• **TRY IT**:
In the listing below, write out exactly each line from the first through the one containing "in an already".

──────── THE DATA ────────

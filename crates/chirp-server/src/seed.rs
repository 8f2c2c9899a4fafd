use anyhow::Result;
use chirp_core::Services;
use chirp_db::{Database, graph};
use tracing::info;

/// Demo users, follows, tweets and likes for a fresh database. Does
/// nothing once any user exists.
pub fn seed_if_empty(db: &Database, services: &Services) -> Result<()> {
    let users: i64 = db.read(|conn| graph::count_users(conn))?;
    if users > 0 {
        info!("Seed skipped: database already has {} users", users);
        return Ok(());
    }

    let u1 = services.accounts.register("Testov Test", "test")?;
    let u2 = services.accounts.register("Maria Sm", "test_2")?;
    let u3 = services.accounts.register("Oleg Kric", "test_3")?;

    services.relationships.follow(u1, u2)?;
    services.relationships.follow(u1, u3)?;
    services.relationships.follow(u2, u3)?;

    let t1 = services
        .engagement
        .create_tweet(u2, "Good morning everyone! Here is a photo of our office.", &[])?;
    let t2 = services
        .engagement
        .create_tweet(u3, "Release today at 18:00. Ready? #deploy", &[])?;
    services
        .engagement
        .create_tweet(u2, "Quick note: updated the documentation.", &[])?;

    services.engagement.like_tweet(u1, t1)?;
    services.engagement.like_tweet(u1, t2)?;

    info!("Seed done: 3 users, 3 follows, 3 tweets, 2 likes");
    Ok(())
}
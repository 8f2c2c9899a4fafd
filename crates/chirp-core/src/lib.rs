//! Social graph and feed core: follow/unfollow, likes, tweet lifecycle and
//! feed assembly over a [`chirp_db::Database`]. Callers hand in an already
//! resolved [`UserId`](chirp_types::UserId); credentials are only ever seen
//! by an [`Authenticator`].

pub mod accounts;
pub mod auth;
pub mod config;
pub mod engagement;
pub mod error;
pub mod feed;
pub mod media_store;
pub mod relationships;
mod retry;

use std::sync::Arc;

use chirp_db::Database;

pub use accounts::AccountService;
pub use auth::{ApiKeyAuthenticator, Authenticator};
pub use config::{FeedPolicy, ServiceConfig};
pub use engagement::EngagementService;
pub use error::{CoreError, CoreResult};
pub use feed::FeedAssembler;
pub use media_store::{FsMediaStore, MediaStore};
pub use relationships::RelationshipService;

/// Every service, wired to one storage handle and one media store.
#[derive(Clone)]
pub struct Services {
    pub accounts: AccountService,
    pub relationships: RelationshipService,
    pub engagement: EngagementService,
    pub feed: FeedAssembler,
    pub auth: ApiKeyAuthenticator,
}

impl Services {
    pub fn new(db: Arc<Database>, media: Arc<dyn MediaStore>, config: ServiceConfig) -> Self {
        Self {
            accounts: AccountService::new(db.clone(), media.clone(), config.clone()),
            relationships: RelationshipService::new(db.clone(), config.clone()),
            engagement: EngagementService::new(db.clone(), media, config.clone()),
            feed: FeedAssembler::new(db.clone(), config.clone()),
            auth: ApiKeyAuthenticator::new(db, config.retry_attempts),
        }
    }
}
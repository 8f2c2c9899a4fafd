pub mod content;
pub mod feed;
pub mod graph;
pub mod migrations;
pub mod models;

use anyhow::Result;
use rusqlite::{Connection, ErrorCode, OpenFlags, TransactionBehavior};
use std::path::Path;
use std::sync::atomic::{AtomicUsize, Ordering};
use std::sync::{Mutex, MutexGuard};
use std::time::Duration;
use tracing::info;

const READER_POOL_SIZE: usize = 4;
const BUSY_TIMEOUT: Duration = Duration::from_secs(5);

/// SQLite handle with one writer connection and a small pool of read-only
/// connections. Every access goes through a transaction: `write` opens
/// `BEGIN IMMEDIATE` on the writer, `read` opens a deferred transaction so
/// the closure sees one WAL snapshot.
pub struct Database {
    writer: Mutex<Connection>,
    readers: Vec<Mutex<Connection>>,
    reader_idx: AtomicUsize,
}

impl Database {
    pub fn open(path: &Path) -> Result<Self> {
        let writer = Connection::open(path)?;

        // WAL mode for concurrent reads
        writer.pragma_update(None, "journal_mode", "WAL")?;
        writer.pragma_update(None, "foreign_keys", "ON")?;
        writer.busy_timeout(BUSY_TIMEOUT)?;

        migrations::run(&writer)?;

        let mut readers = Vec::with_capacity(READER_POOL_SIZE);
        for _ in 0..READER_POOL_SIZE {
            let conn = Connection::open_with_flags(
                path,
                OpenFlags::SQLITE_OPEN_READ_ONLY | OpenFlags::SQLITE_OPEN_NO_MUTEX,
            )?;
            conn.busy_timeout(BUSY_TIMEOUT)?;
            readers.push(Mutex::new(conn));
        }

        info!(
            "Database opened at {} (1 writer + {} readers)",
            path.display(),
            READER_POOL_SIZE
        );
        Ok(Self {
            writer: Mutex::new(writer),
            readers,
            reader_idx: AtomicUsize::new(0),
        })
    }

    /// Private in-memory database. Reads share the writer connection.
    pub fn open_in_memory() -> Result<Self> {
        let conn = Connection::open_in_memory()?;
        conn.pragma_update(None, "foreign_keys", "ON")?;
        migrations::run(&conn)?;
        Ok(Self {
            writer: Mutex::new(conn),
            readers: Vec::new(),
            reader_idx: AtomicUsize::new(0),
        })
    }

    /// Run `f` inside an immediate write transaction. Commits when `f`
    /// returns `Ok`, rolls back otherwise.
    pub fn write<F, T, E>(&self, f: F) -> std::result::Result<T, E>
    where
        F: FnOnce(&Connection) -> std::result::Result<T, E>,
        E: From<rusqlite::Error>,
    {
        let mut conn = lock(&self.writer);
        let tx = conn.transaction_with_behavior(TransactionBehavior::Immediate)?;
        let value = f(&tx)?;
        tx.commit()?;
        Ok(value)
    }

    /// Run `f` inside a read transaction on a pooled reader.
    pub fn read<F, T, E>(&self, f: F) -> std::result::Result<T, E>
    where
        F: FnOnce(&Connection) -> std::result::Result<T, E>,
        E: From<rusqlite::Error>,
    {
        let mut conn = if self.readers.is_empty() {
            lock(&self.writer)
        } else {
            let idx = self.reader_idx.fetch_add(1, Ordering::Relaxed) % self.readers.len();
            lock(&self.readers[idx])
        };
        let tx = conn.transaction_with_behavior(TransactionBehavior::Deferred)?;
        let value = f(&tx)?;
        tx.commit()?;
        Ok(value)
    }
}

// A panic inside a closure drops its transaction, which rolls back, so the
// connection behind a poisoned lock is still usable.
fn lock(m: &Mutex<Connection>) -> MutexGuard<'_, Connection> {
    m.lock().unwrap_or_else(|poisoned| poisoned.into_inner())
}

/// Lock contention that a retry can resolve.
pub fn is_transient(err: &rusqlite::Error) -> bool {
    matches!(
        err.sqlite_error_code(),
        Some(ErrorCode::DatabaseBusy) | Some(ErrorCode::DatabaseLocked)
    )
}

/// A UNIQUE or PRIMARY KEY constraint rejected the statement.
pub fn is_unique_violation(err: &rusqlite::Error) -> bool {
    match err {
        rusqlite::Error::SqliteFailure(e, _) => {
            e.extended_code == rusqlite::ffi::SQLITE_CONSTRAINT_UNIQUE
                || e.extended_code == rusqlite::ffi::SQLITE_CONSTRAINT_PRIMARYKEY
        }
        _ => false,
    }
}

#[cfg(test)]
mod tests {
    use super::*;
    use chrono::Utc;

    #[test]
    fn failed_write_rolls_back() {
        let db = Database::open_in_memory().unwrap();

        let res: rusqlite::Result<()> = db.write(|conn| {
            graph::insert_user(conn, "a", "key-a", Utc::now())?;
            Err(rusqlite::Error::QueryReturnedNoRows)
        });
        assert!(res.is_err());

        let count: i64 = db.read(|conn| graph::count_users(conn)).unwrap();
        assert_eq!(count, 0);
    }

    #[test]
    fn duplicate_credential_is_unique_violation() {
        let db = Database::open_in_memory().unwrap();
        db.write(|conn| graph::insert_user(conn, "a", "same", Utc::now()))
            .unwrap();

        let err = db
            .write(|conn| graph::insert_user(conn, "b", "same", Utc::now()))
            .unwrap_err();
        assert!(is_unique_violation(&err));
        assert!(!is_transient(&err));
    }

    #[test]
    fn file_database_reads_through_reader_pool() {
        let dir = std::env::temp_dir().join(format!("chirp_db_test_{}", std::process::id()));
        std::fs::create_dir_all(&dir).unwrap();
        let path = dir.join("pool.db");
        let _ = std::fs::remove_file(&path);

        let db = Database::open(&path).unwrap();
        let id = db
            .write(|conn| graph::insert_user(conn, "pooled", "k", Utc::now()))
            .unwrap();

        for _ in 0..READER_POOL_SIZE + 1 {
            let user = db.read(|conn| graph::get_user(conn, id)).unwrap();
            assert_eq!(user.map(|u| u.name), Some("pooled".to_string()));
        }

        drop(db);
        let _ = std::fs::remove_dir_all(&dir);
    }
}
//! Extractors whose rejections render as the usual JSON error body.

use axum::extract::multipart::MultipartRejection;
use axum::extract::rejection::{JsonRejection, PathRejection};
use axum::extract::{FromRequest, FromRequestParts};

use crate::error::ApiError;

/// `axum::Json` for request bodies. A malformed body is a 400.
#[derive(Debug, FromRequest)]
#[from_request(via(axum::Json), rejection(ApiError))]
pub struct ApiJson<T>(pub T);

/// `axum::extract::Path`. An id that does not parse is a 400.
#[derive(Debug, FromRequestParts)]
#[from_request(via(axum::extract::Path), rejection(ApiError))]
pub struct ApiPath<T>(pub T);

impl From<JsonRejection> for ApiError {
    fn from(rejection: JsonRejection) -> Self {
        Self::BadRequest(rejection.body_text())
    }
}

impl From<PathRejection> for ApiError {
    fn from(rejection: PathRejection) -> Self {
        Self::BadRequest(rejection.body_text())
    }
}

impl From<MultipartRejection> for ApiError {
    fn from(rejection: MultipartRejection) -> Self {
        Self::BadRequest(rejection.body_text())
    }
}
mod config;
mod seed;

use std::net::SocketAddr;
use std::sync::Arc;

use axum::Router;
use tower_http::cors::CorsLayer;
use tower_http::services::ServeDir;
use tower_http::trace::TraceLayer;
use tracing::info;

use chirp_api::{AppState, AppStateInner};
use chirp_core::{FsMediaStore, Services};
use chirp_db::Database;

use crate::config::Config;

const MEDIA_ROUTE: &str = "/media";

#[tokio::main]
async fn main() -> anyhow::Result<()> {
    // Load .env if present
    let _ = dotenvy::dotenv();

    // Init logging
    tracing_subscriber::fmt()
        .with_env_filter(
            tracing_subscriber::EnvFilter::try_from_default_env()
                .unwrap_or_else(|_| "chirp_server=debug,chirp_core=debug,chirp_api=debug,chirp_db=info,tower_http=debug".into()),
        )
        .init();

    let config = Config::from_env()?;

    // Storage handles are owned here and lent to the services.
    let db = Arc::new(Database::open(&config.db_path)?);
    let media = Arc::new(FsMediaStore::new(config.media_dir.clone())?);
    let services = Services::new(db.clone(), media, config.services.clone());

    if config.seed {
        let (db, services) = (db.clone(), services.clone());
        tokio::task::spawn_blocking(move || seed::seed_if_empty(&db, &services)).await??;
    }

    let state: AppState = Arc::new(AppStateInner {
        services,
        media_url_prefix: MEDIA_ROUTE.to_string(),
        max_upload_bytes: config.services.max_media_bytes,
    });

    let app = Router::new()
        .merge(chirp_api::router(state))
        .nest_service(MEDIA_ROUTE, ServeDir::new(&config.media_dir))
        .layer(CorsLayer::permissive())
        .layer(TraceLayer::new_for_http());

    let addr: SocketAddr = format!("{}:{}", config.host, config.port).parse()?;
    info!("Chirp server listening on {}", addr);

    let listener = tokio::net::TcpListener::bind(addr).await?;
    axum::serve(listener, app).await?;

    Ok(())
}
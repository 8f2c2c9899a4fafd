use axum::{
    Extension, Json,
    extract::State,
    http::StatusCode,
    response::IntoResponse,
};
use chirp_types::UserId;
use chirp_types::api::{ProfileResponse, ResultResponse};

use crate::error::ApiError;
use crate::extract::ApiPath;
use crate::middleware::CurrentUser;
use crate::state::{AppState, blocking};

pub async fn me(
    State(state): State<AppState>,
    Extension(CurrentUser(user)): Extension<CurrentUser>,
) -> Result<impl IntoResponse, ApiError> {
    profile_of(&state, user).await
}

pub async fn profile(
    State(state): State<AppState>,
    ApiPath(user_id): ApiPath<UserId>,
    Extension(_caller): Extension<CurrentUser>,
) -> Result<impl IntoResponse, ApiError> {
    profile_of(&state, user_id).await
}

async fn profile_of(state: &AppState, user: UserId) -> Result<Json<ProfileResponse>, ApiError> {
    let accounts = state.services.accounts.clone();
    let profile = blocking(move || accounts.profile(user)).await?;
    Ok(Json(ProfileResponse {
        result: true,
        user: profile,
    }))
}

pub async fn delete_me(
    State(state): State<AppState>,
    Extension(CurrentUser(user)): Extension<CurrentUser>,
) -> Result<impl IntoResponse, ApiError> {
    let accounts = state.services.accounts.clone();
    blocking(move || accounts.delete_user(user)).await?;
    Ok(Json(ResultResponse::ok()))
}

pub async fn follow(
    State(state): State<AppState>,
    ApiPath(target): ApiPath<UserId>,
    Extension(CurrentUser(user)): Extension<CurrentUser>,
) -> Result<impl IntoResponse, ApiError> {
    let relationships = state.services.relationships.clone();
    blocking(move || relationships.follow(user, target)).await?;
    Ok((StatusCode::CREATED, Json(ResultResponse::ok())))
}

pub async fn unfollow(
    State(state): State<AppState>,
    ApiPath(target): ApiPath<UserId>,
    Extension(CurrentUser(user)): Extension<CurrentUser>,
) -> Result<impl IntoResponse, ApiError> {
    let relationships = state.services.relationships.clone();
    blocking(move || relationships.unfollow(user, target)).await?;
    Ok(Json(ResultResponse::ok()))
}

────────

• **SOLUTION FOR THIS PROBLEM**:
filename crates/chirp-server/src/seed.rs
repository 8f2c2c9899a4fafd
use anyhow::Result;
use chirp_core::Services;
use chirp_db::{Database, graph};
use tracing::info;

/// Demo users, follows, tweets and likes for a fresh database. Does
/// nothing once any user exists.
pub fn seed_if_empty(db: &Database, services: &Services) -> Result<()> {
    let users: i64 = db.read(|conn| graph::count_users(conn))?;
    if users > 0 {
        info!("Seed skipped: database already has {} users", users);
        return Ok(());
    }

    let u1 = services.accounts.register("Testov Test", "test")?;
    let u2 = services.accounts.register("Maria Sm", "test_2")?;
    let u3 = services.accounts.register("Oleg Kric", "test_3")?;

    services.relationships.follow(u1, u2)?;
    services.relationships.follow(u1, u3)?;
    services.relationships.follow(u2, u3)?;

    let t1 = services
        .engagement
        .create_tweet(u2, "Good morning everyone! Here is a photo of our office.", &[])?;
    let t2 = services
        .engagement
        .create_tweet(u3, "Release today at 18:00. Ready? #deploy", &[])?;
    services
        .engagement
        .create_tweet(u2, "Quick note: updated the documentation.", &[])?;

    services.engagement.like_tweet(u1, t1)?;
    services.engagement.like_tweet(u1, t2)?;

    info!("Seed done: 3 users, 3 follows, 3 tweets, 2 likes");
    Ok(())
}
repository 8f2c2c9899a4fafd
filename crates/chirp-core/src/lib.rs
//! Social graph and feed core: follow/unfollow, likes, tweet lifecycle and
//! feed assembly over a [`chirp_db::Database`]. Callers hand in an already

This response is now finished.